* _Exercise directions_: When you reach the line containing "assert!(db.due_reminders(due).unwrap().is_empty());" in the entries below, begin reproducing lines exactly, and stop once the line containing "let names = db.purge_tree_photos(tree.id).unwrap();" is done.

* _Input material_:

=====

#[cfg(test)]
mod tests {
    use super::test_util::{seed_tree, test_db};
    use super::*;
    use chrono::NaiveDate;

    fn dt(y: i32, m: u32, d: u32) -> NaiveDateTime {
        NaiveDate::from_ymd_opt(y, m, d)
            .unwrap()
            .and_hms_opt(12, 0, 0)
            .unwrap()
    }

    #[test]
    fn test_initialize_is_repeatable() {
        let db = test_db();
        // Re-running setup must treat already-applied column migrations as
        // benign and everything else as an error
        db.initialize().unwrap();
        db.initialize().unwrap();
        seed_tree(&db, "Juniper", "J");
    }

    #[test]
    fn test_species_get_or_create_is_case_insensitive() {
        let db = test_db();
        let a = db.get_or_create_species("Juniper").unwrap();
        let b = db.get_or_create_species("juniper").unwrap();
        let c = db.get_or_create_species("  JUNIPER ").unwrap();
        assert_eq!(a.id, b.id);
        assert_eq!(a.id, c.id);
        assert_eq!(b.name, "Juniper");
        assert_eq!(db.species_names().unwrap(), vec!["Juniper"]);
    }

    #[test]
    fn test_species_delete_guarded_by_dependent_tree() {
        let db = test_db();
        let tree = seed_tree(&db, "Juniper", "Shimpaku #1");
        let err = db.delete_species(tree.species_id).unwrap_err();
        match err {
            crate::Error::SpeciesInUse {
                name,
                tree_number,
                tree_name,
            } => {
                assert_eq!(name, "Juniper");
                assert_eq!(tree_number, 1);
                assert_eq!(tree_name, "Shimpaku #1");
            }
            other => panic!("expected SpeciesInUse, got {other:?}"),
        }

        // Even a deleted tree keeps its species pinned
        db.transition_tree(tree.id, TreeStatus::Deleted).unwrap();
        assert!(db.delete_species(tree.species_id).is_err());

        let lone = db.get_or_create_species("Maple").unwrap();
        db.delete_species(lone.id).unwrap();
        assert_eq!(db.species_names().unwrap(), vec!["Juniper"]);
    }

    #[test]
    fn test_tree_numbers_monotonic_and_never_reused() {
        let db = test_db();
        let t1 = seed_tree(&db, "Juniper", "A");
        let t2 = seed_tree(&db, "Juniper", "B");
        assert_eq!(t1.tree_number, 1);
        assert_eq!(t2.tree_number, 2);

        db.transition_tree(t2.id, TreeStatus::Deleted).unwrap();
        let t3 = seed_tree(&db, "Juniper", "C");
        assert_eq!(t3.tree_number, 3);
    }

    #[test]
    fn test_transition_rules_enforced() {
        let db = test_db();
        let tree = seed_tree(&db, "Pine", "P");

        db.transition_tree(tree.id, TreeStatus::Graveyard).unwrap();
        let err = db
            .transition_tree(tree.id, TreeStatus::Graveyard)
            .unwrap_err();
        assert!(matches!(err, crate::Error::InvalidTransition { .. }));

        db.transition_tree(tree.id, TreeStatus::Deleted).unwrap();
        assert_eq!(db.get_tree(tree.id).unwrap().status, TreeStatus::Deleted);

        // Photos survive the whole lifecycle
        let photos = db.list_photos(tree.id).unwrap();
        assert!(photos.is_empty());
    }

    #[test]
    fn test_primary_photo_handover_is_atomic() {
        let db = test_db();
        let tree = seed_tree(&db, "Juniper", "J");
        let p1 = db
            .insert_photo(tree.id, "tree_0001/a.jpg", dt(2023, 1, 1), DateConfidence::Exif, None)
            .unwrap();
        let p2 = db
            .insert_photo(tree.id, "tree_0001/b.jpg", dt(2023, 6, 1), DateConfidence::Exif, None)
            .unwrap();

        db.set_primary_photo(tree.id, p1.id).unwrap();
        db.set_primary_photo(tree.id, p2.id).unwrap();

        let primaries: Vec<_> = db
            .list_photos(tree.id)
            .unwrap()
            .into_iter()
            .filter(|p| p.is_primary)
            .collect();
        assert_eq!(primaries.len(), 1);
        assert_eq!(primaries[0].id, p2.id);
    }

    #[test]
    fn test_primary_photo_rejects_foreign_tree() {
        let db = test_db();
        let t1 = seed_tree(&db, "Juniper", "J");
        let t2 = seed_tree(&db, "Maple", "M");
        let photo = db
            .insert_photo(t1.id, "tree_0001/a.jpg", dt(2023, 1, 1), DateConfidence::Exif, None)
            .unwrap();

        let err = db.set_primary_photo(t2.id, photo.id).unwrap_err();
        assert!(matches!(err, crate::Error::PhotoTreeMismatch { .. }));
        assert!(db.primary_photo(t2.id).unwrap().is_none());
    }

    #[test]
    fn test_photos_listed_chronologically_not_by_insertion() {
        let db = test_db();
        let tree = seed_tree(&db, "Juniper", "J");
        // Inserted newest first
        db.insert_photo(tree.id, "tree_0001/b.jpg", dt(2023, 6, 1), DateConfidence::Exif, None)
            .unwrap();
        db.insert_photo(tree.id, "tree_0001/a.jpg", dt(2023, 1, 1), DateConfidence::Exif, None)
            .unwrap();

        let photos = db.list_photos(tree.id).unwrap();
        assert_eq!(photos[0].taken_at, dt(2023, 1, 1));
        assert_eq!(photos[1].taken_at, dt(2023, 6, 1));
    }

    #[test]
    fn test_override_photo_date_marks_manual() {
        let db = test_db();
        let tree = seed_tree(&db, "Juniper", "J");
        let photo = db
            .insert_photo(
                tree.id,
                "tree_0001/a.jpg",
                dt(2023, 1, 1),
                DateConfidence::WallClock,
                None,
            )
            .unwrap();

        db.override_photo_date(photo.id, dt(2022, 5, 4)).unwrap();
        let photo = db.get_photo(photo.id).unwrap();
        assert_eq!(photo.taken_at, dt(2022, 5, 4));
        assert_eq!(photo.confidence, DateConfidence::Manual);
        assert!(!photo.confidence.is_low_confidence());
    }

    #[test]
    fn test_trunk_width_is_latest_sample() {
        let db = test_db();
        let tree = seed_tree(&db, "Juniper", "J");
        assert_eq!(db.current_trunk_width(tree.id).unwrap(), None);

        db.add_work_entry(&NewWorkEntry {
            tree_id: tree.id,
            performed_at: dt(2023, 1, 1),
            description: "repot".to_string(),
            trunk_width_cm: Some(3.8),
            ..NewWorkEntry::default()
        })
        .unwrap();
        // No sample taken on this visit
        db.add_work_entry(&NewWorkEntry {
            tree_id: tree.id,
            performed_at: dt(2023, 8, 1),
            description: "prune".to_string(),
            ..NewWorkEntry::default()
        })
        .unwrap();
        db.add_work_entry(&NewWorkEntry {
            tree_id: tree.id,
            performed_at: dt(2023, 6, 1),
            description: "wire".to_string(),
            trunk_width_cm: Some(4.2),
            ..NewWorkEntry::default()
        })
        .unwrap();

        assert_eq!(db.current_trunk_width(tree.id).unwrap(), Some(4.2));
    }

    #[test]
    fn test_work_entry_links_must_stay_within_tree() {
        let db = test_db();
        let t1 = seed_tree(&db, "Juniper", "J");
        let t2 = seed_tree(&db, "Maple", "M");
        let photo = db
            .insert_photo(t2.id, "tree_0002/a.jpg", dt(2023, 1, 1), DateConfidence::Exif, None)
            .unwrap();

        let err = db
            .add_work_entry(&NewWorkEntry {
                tree_id: t1.id,
                performed_at: dt(2023, 1, 2),
                description: "styling".to_string(),
                photo_id: Some(photo.id),
                ..NewWorkEntry::default()
            })
            .unwrap_err();
        assert!(matches!(err, crate::Error::CrossTreeLink { kind: "photo", .. }));
        assert!(db.list_work_entries(t1.id).unwrap().is_empty());
    }

    #[test]
    fn test_reminder_completion_is_set_once() {
        let db = test_db();
        let tree = seed_tree(&db, "Juniper", "J");
        let due = NaiveDate::from_ymd_opt(2023, 3, 1).unwrap();
        let reminder = db.add_reminder(tree.id, due, "feed").unwrap();

        assert_eq!(db.due_reminders(due).unwrap().len(), 1);
        db.complete_reminder(reminder.id).unwrap();
        db.complete_reminder(reminder.id).unwrap(); // idempotent
        assert!(db.due_reminders(due).unwrap().is_empty());
        assert!(db.list_reminders(tree.id).unwrap()[0].completed);
    }

    #[test]
    fn test_notified_reminder_not_resurfaced() {
        let db = test_db();
        let tree = seed_tree(&db, "Juniper", "J");
        let due = NaiveDate::from_ymd_opt(2023, 3, 1).unwrap();
        let reminder = db.add_reminder(tree.id, due, "wire check").unwrap();

        assert_eq!(db.unnotified_due_reminders(due).unwrap().len(), 1);
        db.mark_reminder_notified(reminder.id).unwrap();

        // Announced once; still due until completed
        assert!(db.unnotified_due_reminders(due).unwrap().is_empty());
        assert_eq!(db.due_reminders(due).unwrap().len(), 1);
    }

    #[test]
    fn test_purge_returns_file_names_and_unlinks_work_entries() {
        let db = test_db();
        let tree = seed_tree(&db, "Juniper", "J");
        let photo = db
            .insert_photo(tree.id, "tree_0001/a.jpg", dt(2023, 1, 1), DateConfidence::Exif, None)
            .unwrap();
        db.add_work_entry(&NewWorkEntry {
            tree_id: tree.id,
            performed_at: dt(2023, 1, 1),
            description: "initial".to_string(),
            photo_id: Some(photo.id),
            ..NewWorkEntry::default()
        })
        .unwrap();

        let names = db.purge_tree_photos(tree.id).unwrap();
        assert_eq!(names, vec!["tree_0001/a.jpg".to_string()]);
        assert!(db.list_photos(tree.id).unwrap().is_empty());
        // Work log survives with the link cleared
        let entries = db.list_work_entries(tree.id).unwrap();
        assert_eq!(entries.len(), 1);
        assert_eq!(entries[0].photo_id, None);
    }
}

=====

* _Written answer_:
        assert!(db.due_reminders(due).unwrap().is_empty());
        assert!(db.list_reminders(tree.id).unwrap()[0].completed);
    }

    #[test]
    fn test_notified_reminder_not_resurfaced() {
        let db = test_db();
        let tree = seed_tree(&db, "Juniper", "J");
        let due = NaiveDate::from_ymd_opt(2023, 3, 1).unwrap();
        let reminder = db.add_reminder(tree.id, due, "wire check").unwrap();

        assert_eq!(db.unnotified_due_reminders(due).unwrap().len(), 1);
        db.mark_reminder_notified(reminder.id).unwrap();

        // Announced once; still due until completed
        assert!(db.unnotified_due_reminders(due).unwrap().is_empty());
        assert_eq!(db.due_reminders(due).unwrap().len(), 1);
    }

    #[test]
    fn test_purge_returns_file_names_and_unlinks_work_entries() {
        let db = test_db();
        let tree = seed_tree(&db, "Juniper", "J");
        let photo = db
            .insert_photo(tree.id, "tree_0001/a.jpg", dt(2023, 1, 1), DateConfidence::Exif, None)
            .unwrap();
        db.add_work_entry(&NewWorkEntry {
            tree_id: tree.id,
            performed_at: dt(2023, 1, 1),
            description: "initial".to_string(),
            photo_id: Some(photo.id),
            ..NewWorkEntry::default()
        })
        .unwrap();

        let names = db.purge_tree_photos(tree.id).unwrap();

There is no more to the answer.